Suite à l'émergence du gang des nouveau-nés, la commission d'enquête sur les décès d'enfants créée au sein de la Grande Assemblée nationale turque est arrivée au terme de ses travaux. La commission a préparé un projet de rapport. L'une des suggestions les plus frappantes du rapport était qu'« il devrait y avoir des sanctions pour empêcher les césariennes autres que celles nécessaires à des raisons médicales ».
Les travaux de la commission d'enquête parlementaire, créée après l'inscription à l'ordre du jour du gang de Yenidoğan, sont désormais terminés. La commission a préparé un projet de rapport. 101 suggestions ont été répertoriées pour prévenir les décès de nourrissons.
Dans ce projet de rapport, il était rappelé que les naissances par césarienne étaient en augmentation. Et le développement de systèmes d’enregistrement et de reporting numériques pour suivre chaque naissance a été demandé. La proposition prévoyait des sanctions pour empêcher les césariennes autres que celles liées à la nécessité médicale.
Le rapport indique que même si le taux de mortalité néonatale en Turquie était de 17 pour 1 000 naissances vivantes en 2010, le taux a diminué à 6 pour mille au fil des ans et partage la détermination suivante : « Cependant, au cours des cinq dernières années, ce taux a cessé de diminuer et le taux a commencé à rester stable. L'objectif devrait être de réduire le taux de mortalité néonatale à 4 pour mille et de réduire les différences entre les régions. » Pour cette raison, des systèmes de suivi numérique et d'alerte automatique devraient être développés pour les tests de grossesse, et la pratique des « mères invitées » devrait être étendue dans les provinces où la mortalité infantile est élevée. Cette pratique consiste à sortir les femmes enceintes de leur domicile, à les amener à l'hôpital par ambulance ou par d'autres véhicules de transport, à les héberger jusqu'à la naissance et à veiller à ce que la mère et son bébé atteignent leur domicile en toute sécurité après la naissance.
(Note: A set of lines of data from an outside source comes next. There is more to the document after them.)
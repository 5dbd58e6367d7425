//! Version-control adapter over libgit2.
//!
//! [`ProjectRepo`] exposes the primitives the engine composes: init, stage,
//! commit, branch bookkeeping, checkout, ref resolution and log. It applies no
//! policy. Every libgit2 failure is normalized into [`VcsError`]: either
//! `RefNotFound` (used for existence checks) or `Backend` (a hard failure).

use std::path::{Path, PathBuf};

use git2::build::CheckoutBuilder;
use git2::{
    BranchType, ErrorCode, Oid, Repository, RepositoryInitOptions, Signature, Sort, Status,
    StatusOptions,
};

use crate::errors::VcsError;

type VcsResult<T> = Result<T, VcsError>;

// ============================================================================
// HeadState
// ============================================================================

/// Where HEAD points.
#[derive(Debug, Clone, PartialEq, Eq)]
pub enum HeadState {
    /// On a branch that has no commit yet (fresh repository).
    Unborn { branch: String },
    /// On a branch.
    Attached { branch: String, commit: Oid },
    /// Directly on a commit.
    Detached { commit: Oid },
}

impl HeadState {
    /// The commit HEAD resolves to, if any.
    pub fn commit(&self) -> Option<Oid> {
        match self {
            Self::Unborn { .. } => None,
            Self::Attached { commit, .. } | Self::Detached { commit } => Some(*commit),
        }
    }

    /// The branch HEAD is on, if any.
    pub fn branch(&self) -> Option<&str> {
        match self {
            Self::Unborn { branch } | Self::Attached { branch, .. } => Some(branch),
            Self::Detached { .. } => None,
        }
    }

    /// Whether HEAD is detached.
    pub fn is_detached(&self) -> bool {
        matches!(self, Self::Detached { .. })
    }
}

// ============================================================================
// CommitInfo
// ============================================================================

/// Commit metadata read from the repository.
#[derive(Debug, Clone, PartialEq, Eq)]
pub struct CommitInfo {
    pub oid: Oid,
    pub parents: Vec<Oid>,
    pub message: String,
    pub author_name: String,
    pub author_email: String,
    /// Author time, seconds since the Unix epoch.
    pub time: i64,
    /// Author timezone offset in minutes east of UTC.
    pub offset_minutes: i32,
}

impl CommitInfo {
    fn from_commit(commit: &git2::Commit<'_>) -> Self {
        let author = commit.author();
        let when = author.when();
        Self {
            oid: commit.id(),
            parents: commit.parent_ids().collect(),
            message: String::from_utf8_lossy(commit.message_bytes()).into_owned(),
            author_name: String::from_utf8_lossy(author.name_bytes()).into_owned(),
            author_email: String::from_utf8_lossy(author.email_bytes()).into_owned(),
            time: when.seconds(),
            offset_minutes: when.offset_minutes(),
        }
    }
}

// ============================================================================
// ProjectRepo
// ============================================================================

/// A project's repository, rooted at the project directory.
pub struct ProjectRepo {
    repo: Repository,
    root: PathBuf,
}

impl std::fmt::Debug for ProjectRepo {
    fn fmt(&self, f: &mut std::fmt::Formatter<'_>) -> std::fmt::Result {
        f.debug_struct("ProjectRepo").field("root", &self.root).finish()
    }
}

fn is_missing(err: &git2::Error) -> bool {
    matches!(
        err.code(),
        ErrorCode::NotFound
            | ErrorCode::UnbornBranch
            | ErrorCode::InvalidSpec
            | ErrorCode::Ambiguous
            | ErrorCode::Peel
    )
}

impl ProjectRepo {
    /// Initialize a repository whose first branch is `initial_branch`.
    pub fn init(root: &Path, initial_branch: &str) -> VcsResult<Self> {
        let mut opts = RepositoryInitOptions::new();
        opts.initial_head(initial_branch);
        let repo = Repository::init_opts(root, &opts).map_err(VcsError::backend("init"))?;
        Ok(Self {
            repo,
            root: root.to_path_buf(),
        })
    }

    /// Open an existing repository.
    pub fn open(root: &Path) -> VcsResult<Self> {
        let repo = Repository::open(root).map_err(VcsError::backend("open"))?;
        Ok(Self {
            repo,
            root: root.to_path_buf(),
        })
    }

    /// Repository root.
    pub fn root(&self) -> &Path {
        &self.root
    }

    // ------------------------------------------------------------------------
    // Working tree
    // ------------------------------------------------------------------------

    /// Paths whose working-tree state differs from HEAD: added, modified or
    /// deleted, staged or not. Ignored files are excluded. Sorted.
    pub fn modified_paths(&self) -> VcsResult<Vec<String>> {
        let mut opts = StatusOptions::new();
        opts.include_untracked(true)
            .recurse_untracked_dirs(true)
            .include_ignored(false)
            .include_unmodified(false);
        let statuses = self
            .repo
            .statuses(Some(&mut opts))
            .map_err(VcsError::backend("status"))?;

        let mut paths: Vec<String> = statuses
            .iter()
            .filter(|entry| entry.status() != Status::CURRENT && !entry.status().is_ignored())
            .filter_map(|entry| entry.path().map(str::to_string))
            .collect();
        paths.sort();
        paths.dedup();
        Ok(paths)
    }

    /// Stage every modified path: add what exists, remove what was deleted.
    ///
    /// Returns the staged paths.
    pub fn stage_all(&self) -> VcsResult<Vec<String>> {
        let paths = self.modified_paths()?;
        let mut index = self.repo.index().map_err(VcsError::backend("index"))?;
        for path in &paths {
            let relative = Path::new(path);
            if self.root.join(relative).symlink_metadata().is_ok() {
                index.add_path(relative).map_err(VcsError::backend("stage"))?;
            } else {
                index
                    .remove_path(relative)
                    .map_err(VcsError::backend("stage deletion"))?;
            }
        }
        index.write().map_err(VcsError::backend("write index"))?;
        Ok(paths)
    }

    // ------------------------------------------------------------------------
    // Refs
    // ------------------------------------------------------------------------

    /// Where HEAD currently points.
    pub fn head_state(&self) -> VcsResult<HeadState> {
        let detached = self
            .repo
            .head_detached()
            .map_err(VcsError::backend("read HEAD"))?;
        if detached {
            let commit = self
                .repo
                .head()
                .map_err(VcsError::backend("read HEAD"))?
                .target()
                .ok_or_else(|| VcsError::RefNotFound("HEAD".to_string()))?;
            return Ok(HeadState::Detached { commit });
        }

        let head = self
            .repo
            .find_reference("HEAD")
            .map_err(VcsError::backend("read HEAD"))?;
        let target = head.symbolic_target().unwrap_or_default();
        let branch = target.strip_prefix("refs/heads/").unwrap_or(target).to_string();
        match self.branch_tip(&branch)? {
            Some(commit) => Ok(HeadState::Attached { branch, commit }),
            None => Ok(HeadState::Unborn { branch }),
        }
    }

    /// The name of the current branch, or `None` when detached.
    pub fn current_branch(&self) -> VcsResult<Option<String>> {
        Ok(self.head_state()?.branch().map(str::to_string))
    }

    /// Tip of a local branch, `None` if the branch does not exist or is unborn.
    pub fn branch_tip(&self, branch: &str) -> VcsResult<Option<Oid>> {
        match self.repo.find_branch(branch, BranchType::Local) {
            Ok(found) => Ok(found.get().target()),
            Err(err) if is_missing(&err) => Ok(None),
            Err(err) => Err(VcsError::backend("find branch")(err)),
        }
    }

    /// Resolve a sha, abbreviated sha or ref name to a commit.
    pub fn resolve(&self, spec: &str) -> VcsResult<Oid> {
        let object = self.repo.revparse_single(spec).map_err(|err| {
            if is_missing(&err) {
                VcsError::RefNotFound(spec.to_string())
            } else {
                VcsError::backend("resolve ref")(err)
            }
        })?;
        let commit = object.peel_to_commit().map_err(|err| {
            if is_missing(&err) || err.code() == ErrorCode::GenericError {
                VcsError::RefNotFound(spec.to_string())
            } else {
                VcsError::backend("resolve ref")(err)
            }
        })?;
        Ok(commit.id())
    }

    /// Create (or move) a local branch to `target`.
    pub fn create_branch(&self, branch: &str, target: Oid) -> VcsResult<()> {
        let commit = self
            .repo
            .find_commit(target)
            .map_err(VcsError::backend("create branch"))?;
        self.repo
            .branch(branch, &commit, true)
            .map_err(VcsError::backend("create branch"))?;
        Ok(())
    }

    /// Delete a local branch. Missing branches are not an error.
    pub fn delete_branch(&self, branch: &str) -> VcsResult<()> {
        match self.repo.find_branch(branch, BranchType::Local) {
            Ok(mut found) => found.delete().map_err(VcsError::backend("delete branch")),
            Err(err) if is_missing(&err) => Ok(()),
            Err(err) => Err(VcsError::backend("delete branch")(err)),
        }
    }

    /// Rename a local branch, replacing any branch already called `to`.
    pub fn rename_branch(&self, from: &str, to: &str) -> VcsResult<()> {
        let mut found = self
            .repo
            .find_branch(from, BranchType::Local)
            .map_err(|err| {
                if is_missing(&err) {
                    VcsError::RefNotFound(from.to_string())
                } else {
                    VcsError::backend("rename branch")(err)
                }
            })?;
        found
            .rename(to, true)
            .map_err(VcsError::backend("rename branch"))?;
        Ok(())
    }

    /// Point HEAD at a branch without touching the working tree.
    pub fn set_head_to_branch(&self, branch: &str) -> VcsResult<()> {
        self.repo
            .set_head(&format!("refs/heads/{}", branch))
            .map_err(VcsError::backend("set HEAD"))
    }

    // ------------------------------------------------------------------------
    // Commit & checkout
    // ------------------------------------------------------------------------

    /// Commit the index on top of HEAD and advance whatever HEAD points at.
    ///
    /// The commit is created even when the tree equals the parent's tree.
    pub fn commit(&self, author_name: &str, author_email: &str, message: &str) -> VcsResult<Oid> {
        let signature =
            Signature::now(author_name, author_email).map_err(VcsError::backend("signature"))?;
        let mut index = self.repo.index().map_err(VcsError::backend("index"))?;
        let tree_oid = index.write_tree().map_err(VcsError::backend("write tree"))?;
        let tree = self
            .repo
            .find_tree(tree_oid)
            .map_err(VcsError::backend("write tree"))?;

        let parent = match self.head_state()?.commit() {
            Some(oid) => Some(
                self.repo
                    .find_commit(oid)
                    .map_err(VcsError::backend("read parent"))?,
            ),
            None => None,
        };
        let parents: Vec<&git2::Commit<'_>> = parent.iter().collect();

        self.repo
            .commit(Some("HEAD"), &signature, &signature, message, &tree, &parents)
            .map_err(VcsError::backend("commit"))
    }

    /// Force the working tree back to HEAD, removing untracked files.
    pub fn discard_changes(&self) -> VcsResult<()> {
        self.repo
            .checkout_head(Some(&mut force_checkout()))
            .map_err(VcsError::backend("discard changes"))
    }

    /// Switch to a branch, forcing the working tree to its tip.
    pub fn checkout_branch(&self, branch: &str) -> VcsResult<()> {
        self.set_head_to_branch(branch)?;
        self.repo
            .checkout_head(Some(&mut force_checkout()))
            .map_err(VcsError::backend("checkout branch"))
    }

    /// Detach HEAD at `target`, forcing the working tree to its tree.
    pub fn checkout_detached(&self, target: Oid) -> VcsResult<()> {
        let commit = self.repo.find_commit(target).map_err(|err| {
            if is_missing(&err) {
                VcsError::RefNotFound(target.to_string())
            } else {
                VcsError::backend("checkout commit")(err)
            }
        })?;
        self.repo
            .checkout_tree(commit.as_object(), Some(&mut force_checkout()))
            .map_err(VcsError::backend("checkout commit"))?;
        self.repo
            .set_head_detached(target)
            .map_err(VcsError::backend("detach HEAD"))
    }

    // ------------------------------------------------------------------------
    // History
    // ------------------------------------------------------------------------

    /// Read one commit.
    pub fn read_commit(&self, oid: Oid) -> VcsResult<CommitInfo> {
        let commit = self.repo.find_commit(oid).map_err(|err| {
            if is_missing(&err) {
                VcsError::RefNotFound(oid.to_string())
            } else {
                VcsError::backend("read commit")(err)
            }
        })?;
        Ok(CommitInfo::from_commit(&commit))
    }

    /// Walk history backward from `from`, newest first, at most `depth` commits.
    pub fn log(&self, from: Oid, depth: Option<usize>) -> VcsResult<Vec<CommitInfo>> {
        let mut walk = self.repo.revwalk().map_err(VcsError::backend("log"))?;
        walk.set_sorting(Sort::TOPOLOGICAL | Sort::TIME)
            .map_err(VcsError::backend("log"))?;
        walk.push(from).map_err(VcsError::backend("log"))?;

        let mut commits = Vec::new();
        for oid in walk.take(depth.unwrap_or(usize::MAX)) {
            let oid = oid.map_err(VcsError::backend("log"))?;
            commits.push(self.read_commit(oid)?);
        }
        Ok(commits)
    }

    /// Whether `ancestor` is `descendant` or one of its ancestors.
    pub fn is_ancestor(&self, ancestor: Oid, descendant: Oid) -> VcsResult<bool> {
        if ancestor == descendant {
            return Ok(true);
        }
        self.repo
            .graph_descendant_of(descendant, ancestor)
            .map_err(VcsError::backend("ancestry"))
    }

    /// Tree of a commit.
    pub fn tree_of(&self, oid: Oid) -> VcsResult<Oid> {
        let commit = self
            .repo
            .find_commit(oid)
            .map_err(VcsError::backend("read commit"))?;
        Ok(commit.tree_id())
    }
}

fn force_checkout() -> CheckoutBuilder<'static> {
    let mut builder = CheckoutBuilder::new();
    builder.force().remove_untracked(true);
    builder
}

// ============================================================================
// Tests
// ============================================================================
Ainsi, il vise à prévenir les décès maternels et infantiles ou divers problèmes de santé.
Une autre suggestion consistait à standardiser les hôpitaux « amis des bébés ». Les cliniques fournissant des services de soins néonatals ont été priées de moderniser les infrastructures des personnes dans le besoin et d'augmenter le nombre de spécialistes en néonatologie de 384 à 700.
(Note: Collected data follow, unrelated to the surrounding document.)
//! Error types for atelier-core.

use std::path::PathBuf;

use thiserror::Error;

use crate::project::ProjectId;

/// Coarse classification of an [`AtelierError`].
///
/// This is the contract consumed by outer layers: an HTTP layer maps kinds to
/// status codes, the CLI maps them to messages and exit codes. The variant
/// carries the detail.
#[derive(Debug, Clone, Copy, PartialEq, Eq, Hash)]
pub enum ErrorKind {
    /// Unknown project, commit or ref.
    NotFound,
    /// A required attribute is missing.
    Validation,
    /// An attribute name is not recognized for the resource.
    Forbidden,
    /// An attribute is owned by the engine and cannot be set.
    Conflict,
    /// Project creation failed.
    Creation,
    /// The repository or a state file could not be read or written.
    Versioning,
    /// Configuration could not be loaded or is invalid.
    Config,
    /// Any other I/O or serialization failure.
    Io,
}

/// Domain-specific errors for Atelier operations.
#[derive(Error, Debug)]
pub enum AtelierError {
    /// No registry entry exists for the project ID.
    #[error("Project `{0}` not found.")]
    ProjectNotFound(String),

    /// The commit does not exist in the project's repository.
    #[error("Commit `{sha}` not found in project `{project}`.")]
    CommitNotFound {
        /// The project that was searched.
        project: ProjectId,
        /// The requested sha.
        sha: String,
    },

    /// A ref (sha, abbreviated sha or branch name) could not be resolved.
    #[error("Ref `{reference}` not found in project `{project}`.")]
    RefNotFound {
        /// The project that was searched.
        project: ProjectId,
        /// The unresolved reference.
        reference: String,
    },

    /// A required attribute was not supplied.
    #[error("Missing required attribute `{attribute}` for {resource}.")]
    MissingAttribute {
        /// Resource type (e.g. `projects`).
        resource: &'static str,
        /// The missing attribute name.
        attribute: &'static str,
    },

    /// An attribute has the wrong JSON type.
    #[error("Attribute `{attribute}` of {resource} must be {expected}.")]
    InvalidAttribute {
        /// Resource type.
        resource: &'static str,
        /// Attribute name.
        attribute: String,
        /// Human-readable description of the expected type.
        expected: &'static str,
    },

    /// The attribute is not part of the resource schema.
    #[error("Unrecognized attribute `{attribute}` for {resource}.")]
    UnrecognizedAttribute {
        /// Resource type.
        resource: &'static str,
        /// The offending attribute name.
        attribute: String,
    },

    /// The attribute is computed by the engine and cannot be written.
    #[error("Attribute `{attribute}` of {resource} is read-only.")]
    ReadOnlyAttribute {
        /// Resource type.
        resource: &'static str,
        /// The offending attribute name.
        attribute: String,
    },

    /// Project creation failed (directory, registry, or initial commit).
    #[error("Failed to create project at `{path}`: {message}")]
    Creation {
        /// Project directory that was being created.
        path: PathBuf,
        /// Description of the failure.
        message: String,
    },

    /// The project registry could not be read or written.
    #[error("Registry error at `{path}`: {message}")]
    Registry {
        /// Path to the registry file.
        path: PathBuf,
        /// Description of the failure.
        message: String,
    },

    /// A state document could not be read or written.
    #[error("State file error at `{path}`: {message}")]
    StateFile {
        /// Path to the state document.
        path: PathBuf,
        /// Description of the failure.
        message: String,
    },

    /// The version-control backend failed.
    #[error("Versioning error in `{path}`: {source}")]
    Versioning {
        /// Repository root.
        path: PathBuf,
        /// Underlying adapter error.
        #[source]
        source: VcsError,
    },

    /// The configuration file is unreadable or unparsable.
    #[error("Config invalid: {0}")]
    InvalidConfig(String),

    /// A configuration value is invalid.
    #[error("Invalid configuration: {message}. {hint}")]
    InvalidConfiguration {
        /// Description of the invalid configuration.
        message: String,
        /// Actionable hint on how to fix it.
        hint: String,
    },

    /// An I/O error occurred.
    #[error("IO error: {0}")]
    Io(#[from] std::io::Error),

    /// JSON serialization/deserialization error.
    #[error("JSON error: {0}")]
    Json(#[from] serde_json::Error),

    /// A wrapped generic error.
    #[error(transparent)]
    Other(#[from] anyhow::Error),
}

impl AtelierError {
    /// Classify this error.
    pub fn kind(&self) -> ErrorKind {
        match self {
            Self::ProjectNotFound(_) | Self::CommitNotFound { .. } | Self::RefNotFound { .. } => {
                ErrorKind::NotFound
            }
            Self::MissingAttribute { .. } | Self::InvalidAttribute { .. } => ErrorKind::Validation,
            Self::UnrecognizedAttribute { .. } => ErrorKind::Forbidden,
            Self::ReadOnlyAttribute { .. } => ErrorKind::Conflict,
            Self::Creation { .. } => ErrorKind::Creation,
            Self::Registry { .. } | Self::StateFile { .. } | Self::Versioning { .. } => {
                ErrorKind::Versioning
            }
            Self::InvalidConfig(_) | Self::InvalidConfiguration { .. } => ErrorKind::Config,
            Self::Io(_) | Self::Json(_) | Self::Other(_) => ErrorKind::Io,
        }
    }

    /// Whether this error means "the thing asked for does not exist".
    pub fn is_not_found(&self) -> bool {
        self.kind() == ErrorKind::NotFound
    }

    pub(crate) fn versioning(path: impl Into<PathBuf>, source: VcsError) -> Self {
        Self::Versioning {
            path: path.into(),
            source,
        }
    }
}

/// Outcomes of the version-control adapter other than success.
///
/// The adapter never applies policy; it only separates "the ref does not
/// exist" from every other backend failure.
#[derive(Error, Debug)]
pub enum VcsError {
    /// The ref or object could not be resolved.
    #[error("ref not found: {0}")]
    RefNotFound(String),

    /// Any other backend failure (corrupt repository, unreadable working tree).
    #[error("{operation} failed: {source}")]
    Backend {
        /// The adapter primitive that failed.
        operation: &'static str,
        /// The libgit2 error.
        #[source]
        source: git2::Error,
    },
}

impl VcsError {
    /// Build a mapper for `map_err` that tags a libgit2 error with its primitive.
    pub(crate) fn backend(operation: &'static str) -> impl FnOnce(git2::Error) -> Self {
        move |source| Self::Backend { operation, source }
    }
}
Il a également été déclaré que les centres présentant des taux de référence ou de mortalité élevés devraient être strictement marqués et inspectés sous la supervision du ministère.
En outre, le rapport suggère également que « les droits accordés aux fonctionnaires devraient également être accordés aux mères travaillant comme ouvrières dans tous les secteurs » afin d'augmenter l'utilisation du lait maternel.